第百五十一話 新たなる契約
そこは有名な武将にまつわる戦国博物館なのだろう。その中を風鏡はじっくりと感賞していた。けれども、地方にある戦国博物館である。それなりの物は揃っているが、人気はまったく無かった。平日という事もあるのだろう。そんな状況に風鏡と契約を交わした、騒がしい二人組みにとってはつまらない、と言った感じで展示品を横目に見ながらも会話をするのだった。
「それにしても暇すぎる、何とかならないの」
隣に居る常磐に、そんな事を言う竜胆。だが常磐としても気持ちは竜胆と同じなのだろう。
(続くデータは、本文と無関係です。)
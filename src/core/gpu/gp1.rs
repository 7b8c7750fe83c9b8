// SPDX-License-Identifier: Apache-2.0
// Copyright 2025 rogem contributors
//
// Licensed under the Apache License, Version 2.0 (the "License");
// you may not use this file except in compliance with the License.
// You may obtain a copy of the License at
//
//     http://www.apache.org/licenses/LICENSE-2.0
//
// Unless required by applicable law or agreed to in writing, software
// distributed under the License is distributed on an "AS IS" BASIS,
// WITHOUT WARRANTIES OR CONDITIONS OF ANY KIND, either express or implied.
// See the License for the specific language governing permissions and
// limitations under the License.

//! GP1 port: display control commands

use super::gp0::Gp0State;
use super::registers::DmaDirection;
use super::GPU;

impl GPU {
    /// Feed one command word into the GP1 port
    pub fn write_gp1(&mut self, word: u32) {
        let opcode = (word >> 24) & 0xFF;

        match opcode {
            // Full reset: status, command state and VRAM
            0x00 => self.reset(),
            // Reset the command FIFO: drop any half-collected command
            0x01 => {
                self.current_cmd.reset();
                self.gp0_state = Gp0State::WaitingForCommand;
            }
            // Acknowledge the GPU interrupt
            0x02 => {
                self.status.irq = false;
            }
            // Display enable (0 = on)
            0x03 => {
                self.status.display_disabled = word & 1 != 0;
            }
            // DMA direction
            0x04 => {
                self.status.dma_direction = match word & 3 {
                    0 => DmaDirection::Off,
                    1 => DmaDirection::Fifo,
                    2 => DmaDirection::CpuToGp0,
                    _ => DmaDirection::VramToCpu,
                };
            }
            // Start of display area in VRAM
            0x05 => {
                self.display_vram_start = ((word & 0x3FF) as u16, ((word >> 10) & 0x1FF) as u16);
            }
            // Horizontal display range
            0x06 => {
                self.display_h_range = ((word & 0xFFF) as u16, ((word >> 12) & 0xFFF) as u16);
            }
            // Vertical display range
            0x07 => {
                self.display_v_range = ((word & 0x3FF) as u16, ((word >> 10) & 0x3FF) as u16);
            }
            // Display mode
            0x08 => {
                self.status.set_display_mode(word & 0xFF);
            }
            // Read internal register into GPUREAD
            0x10..=0x1F => self.read_internal_register(word & 0xF),
            _ => {
                log::warn!("GPU: unknown GP1 command 0x{:08X}", word);
            }
        }
    }

    /// GP1(0x10): latch an internal register into GPUREAD
    fn read_internal_register(&mut self, register: u32) {
        match register {
            // Texture window setting
            0x02 => {
                self.gpu_read = (self.texture_window_mask_x as u32)
                    | ((self.texture_window_mask_y as u32) << 5)
                    | ((self.texture_window_offset_x as u32) << 10)
                    | ((self.texture_window_offset_y as u32) << 15);
            }
            // Draw area top left
            0x03 => {
                self.gpu_read = (self.draw_area_top_left.x as u32 & 0x3FF)
                    | ((self.draw_area_top_left.y as u32 & 0x3FF) << 10);
            }
            // Draw area bottom right
            0x04 => {
                self.gpu_read = (self.draw_area_bottom_right.x as u32 & 0x3FF)
                    | ((self.draw_area_bottom_right.y as u32 & 0x3FF) << 10);
            }
            // Draw offset
            0x05 => {
                self.gpu_read = (self.draw_offset.x as u32 & 0x7FF)
                    | ((self.draw_offset.y as u32 & 0x7FF) << 11);
            }
            // GPU version
            0x07 => {
                self.gpu_read = 2;
            }
            0x08 => {
                self.gpu_read = 0;
            }
            // Remaining selectors leave GPUREAD unchanged
            _ => {}
        }
    }
}

#[cfg(test)]
mod tests {
    use super::*;

    #[test]
    fn test_display_enable() {
        let mut gpu = GPU::new();
        assert_ne!(gpu.status() & (1 << 23), 0);

        gpu.write_gp1(0x0300_0000);
        assert_eq!(gpu.status() & (1 << 23), 0);

        gpu.write_gp1(0x0300_0001);
        assert_ne!(gpu.status() & (1 << 23), 0);
    }

    #[test]
    fn test_dma_direction_bits() {
        let mut gpu = GPU::new();
        gpu.write_gp1(0x0400_0002);
        assert_eq!((gpu.status() >> 29) & 3, 2);
    }

    #[test]
    fn test_irq_acknowledge() {
        let mut gpu = GPU::new();
        gpu.set_irq_for_test();
        assert_ne!(gpu.status() & (1 << 24), 0);

        gpu.write_gp1(0x0200_0000);
        assert_eq!(gpu.status() & (1 << 24), 0);
    }

    #[test]
    fn test_display_mode() {
        let mut gpu = GPU::new();
        // 320 wide, PAL
        gpu.write_gp1(0x0800_0009);
        let stat = gpu.status();
        assert_eq!((stat >> 17) & 3, 1);
        assert_ne!(stat & (1 << 20), 0);
    }

    #[test]
    fn test_internal_register_draw_offset() {
        let mut gpu = GPU::new();
        gpu.write_gp0(0xE500_0000 | (5 << 11) | 3);
        gpu.write_gp1(0x1000_0005);
        assert_eq!(gpu.read_gpuread() & 0x7FF, 3);
        assert_eq!((gpu.read_gpuread() >> 11) & 0x7FF, 5);
    }

    #[test]
    fn test_gp1_reset_restores_waiting_state() {
        let mut gpu = GPU::new();
        // Latch a polygon command, then abort it mid-collection
        gpu.write_gp0(0x2000_0000);
        gpu.write_gp1(0x0100_0000);
        // A fresh command is accepted immediately
        gpu.write_gp0(0x0200_0000);
        gpu.write_gp0(0x0000_0000);
        gpu.write_gp0(0x0001_0001);
        // back to waiting after the fill
        assert!(gpu.is_waiting_for_command());
    }
}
だから溜息を付いてから返事をするのだった。
「そんな事を言ってもしょうがないじゃない、風鏡が気分転換に見て行こうとって言うんだから、文句なら風鏡とアッシュタリアに言いなさいよね」
そんな常磐の言葉に対して、それもそうかと暇そうにあくびをして、両手を頭の後ろで組む竜胆。それから話題はアッシュタリアについて変わっていくのだった。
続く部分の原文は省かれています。